---------- Data under study

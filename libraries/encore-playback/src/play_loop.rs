//! The play loop task
//!
//! One task per busy period: launched when an idle player gets something to
//! play, exits when the queue runs out, on a stop signal, or on a fatal
//! sink failure. Each iteration streams the track at the cursor:
//!
//! ```text
//! pick cursor track -> resolve -> open -> register handle -> wait
//!        ^                                                    |
//!        +------------- finished / skipped / failed ----------+
//! ```
//!
//! Every await races the stop and skip signals, stop first.

use crate::{
    error::PlaybackError,
    events::PlayerEvent,
    player::{Inner, Player},
    signal::{LoopSignals, SkipRequest},
    types::PlaybackState,
};
use encore_core::{StreamSession, Track};
use tokio::sync::oneshot;
use tracing::{debug, error, info, warn};

/// How the wait on an open stream ended
enum Outcome {
    Stopped(oneshot::Sender<()>),
    Skipped(SkipRequest),
    Finished(encore_core::Result<()>),
}

pub(crate) async fn run(player: Player, generation: u64, mut signals: LoopSignals) {
    let shared = player.shared.clone();
    debug!(generation, "Play loop running");

    loop {
        let (index, track) = {
            let mut inner = shared.inner.lock().await;
            if inner.generation != generation {
                return;
            }

            while let Ok(request) = signals.skip_rx.try_recv() {
                apply_skip(&player, &mut inner, request);
            }

            match inner.queue.current() {
                Some(track) => (inner.queue.cursor(), track.clone()),
                None => {
                    finish(&player, &mut inner, generation);
                    return;
                }
            }
        };

        debug!(generation, index, track_id = %track.id, "Resolving track");
        let resolved = tokio::select! {
            biased;
            Some(ack) = signals.stop_rx.recv() => {
                return stop(&player, generation, ack).await;
            }
            Some(request) = signals.skip_rx.recv() => {
                skip(&player, request).await;
                continue;
            }
            result = shared.resolver.resolve(&track.id) => result,
        };

        let source = match resolved {
            Ok(source) => source,
            Err(e) => {
                warn!(generation, track_id = %track.id, error = %e, "Failed to resolve track, skipping");
                shared.emit(PlayerEvent::Error {
                    error: PlaybackError::Resolution {
                        track_id: track.id.clone(),
                        message: e.to_string(),
                    },
                    track: Some(track),
                });

                let mut inner = shared.inner.lock().await;
                advance(&player, &mut inner);
                continue;
            }
        };

        let opened = tokio::select! {
            biased;
            Some(ack) = signals.stop_rx.recv() => {
                return stop(&player, generation, ack).await;
            }
            Some(request) = signals.skip_rx.recv() => {
                skip(&player, request).await;
                continue;
            }
            result = shared.sink.open(source) => result,
        };

        let StreamSession { handle, completion } = match opened {
            Ok(session) => session,
            Err(e) => {
                error!(generation, track_id = %track.id, error = %e, "Failed to open stream");
                shared.emit(PlayerEvent::Error {
                    error: PlaybackError::SinkOpen(e.to_string()),
                    track: Some(track),
                });

                let mut inner = shared.inner.lock().await;
                finish(&player, &mut inner, generation);
                return;
            }
        };

        {
            let mut inner = shared.inner.lock().await;
            if inner.state == PlaybackState::Paused {
                handle.set_paused(true);
            }
            inner.stream = Some(handle.clone());
        }

        info!(generation, index, track_id = %track.id, name = %track.name, "Now playing");
        shared.emit(PlayerEvent::NowPlaying {
            index,
            track: track.clone(),
        });

        let outcome = tokio::select! {
            biased;
            Some(ack) = signals.stop_rx.recv() => Outcome::Stopped(ack),
            Some(request) = signals.skip_rx.recv() => Outcome::Skipped(request),
            // A dropped sender means the sink gave up on the stream quietly
            result = completion => Outcome::Finished(result.unwrap_or(Ok(()))),
        };

        handle.stop();
        shared.inner.lock().await.stream = None;

        match outcome {
            Outcome::Stopped(ack) => return stop(&player, generation, ack).await,
            Outcome::Skipped(request) => skip(&player, request).await,
            Outcome::Finished(Ok(())) => {
                debug!(generation, index, "Track finished");
                let mut inner = shared.inner.lock().await;
                advance(&player, &mut inner);
            }
            Outcome::Finished(Err(e)) => {
                error!(generation, track_id = %track.id, error = %e, "Stream failed");
                report_stream_error(&player, track, e.to_string());

                let mut inner = shared.inner.lock().await;
                finish(&player, &mut inner, generation);
                return;
            }
        }
    }
}

fn report_stream_error(player: &Player, track: Track, message: String) {
    player.shared.emit(PlayerEvent::Error {
        error: PlaybackError::Stream(message),
        track: Some(track),
    });
}

/// Go idle and tell the stopper once the state is observable
async fn stop(player: &Player, generation: u64, ack: oneshot::Sender<()>) {
    {
        let mut inner = player.shared.inner.lock().await;
        finish(player, &mut inner, generation);
    }
    debug!(generation, "Play loop stopped");
    let _ = ack.send(());
}

async fn skip(player: &Player, request: SkipRequest) {
    let mut inner = player.shared.inner.lock().await;
    apply_skip(player, &mut inner, request);
}

fn apply_skip(player: &Player, inner: &mut Inner, request: SkipRequest) {
    inner.queue.set_cursor(request.target);
    debug!(cursor = inner.queue.cursor(), "Skip applied");
    let _ = request.ack.send(());
    discover_if_exhausted(player, inner);
}

/// Step past the consumed track
fn advance(player: &Player, inner: &mut Inner) {
    inner.queue.advance();
    discover_if_exhausted(player, inner);
}

/// Start a background discovery when the cursor has run off the end
fn discover_if_exhausted(player: &Player, inner: &mut Inner) {
    if !inner.queue.is_exhausted() || !Player::begin_discovery(inner) {
        return;
    }

    let player = player.clone();
    tokio::spawn(async move {
        if let Err(e) = player.run_discovery().await {
            warn!(error = %e, "Auto-discovery failed");
        }
    });
}

/// Tear down loop bookkeeping; a no-op for a superseded loop
fn finish(player: &Player, inner: &mut Inner, generation: u64) {
    if inner.generation != generation {
        return;
    }

    inner.state = PlaybackState::Idle;
    inner.stream = None;
    inner.control = None;

    info!(generation, "Play loop finished");
    player.shared.emit(PlayerEvent::StateChanged {
        state: PlaybackState::Idle,
    });
}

--------------------

To do >>
At the first line of the material above, start reproducing each line exactly, and end with the line that holds "pub(crate) async fn", adding nothing.

Solved problem >>
filename libraries/encore-playback/src/play_loop.rs
//! The play loop task
//!
//! One task per busy period: launched when an idle player gets something to
//! play, exits when the queue runs out, on a stop signal, or on a fatal
//! sink failure. Each iteration streams the track at the cursor:
//!
//! ```text
//! pick cursor track -> resolve -> open -> register handle -> wait
//!        ^                                                    |
//!        +------------- finished / skipped / failed ----------+
//! ```
//!
//! Every await races the stop and skip signals, stop first.

use crate::{
    error::PlaybackError,
    events::PlayerEvent,
    player::{Inner, Player},
    signal::{LoopSignals, SkipRequest},
    types::PlaybackState,
};
use encore_core::{StreamSession, Track};
use tokio::sync::oneshot;
use tracing::{debug, error, info, warn};

/// How the wait on an open stream ended
enum Outcome {
    Stopped(oneshot::Sender<()>),
    Skipped(SkipRequest),
    Finished(encore_core::Result<()>),
}

pub(crate) async fn run(player: Player, generation: u64, mut signals: LoopSignals) {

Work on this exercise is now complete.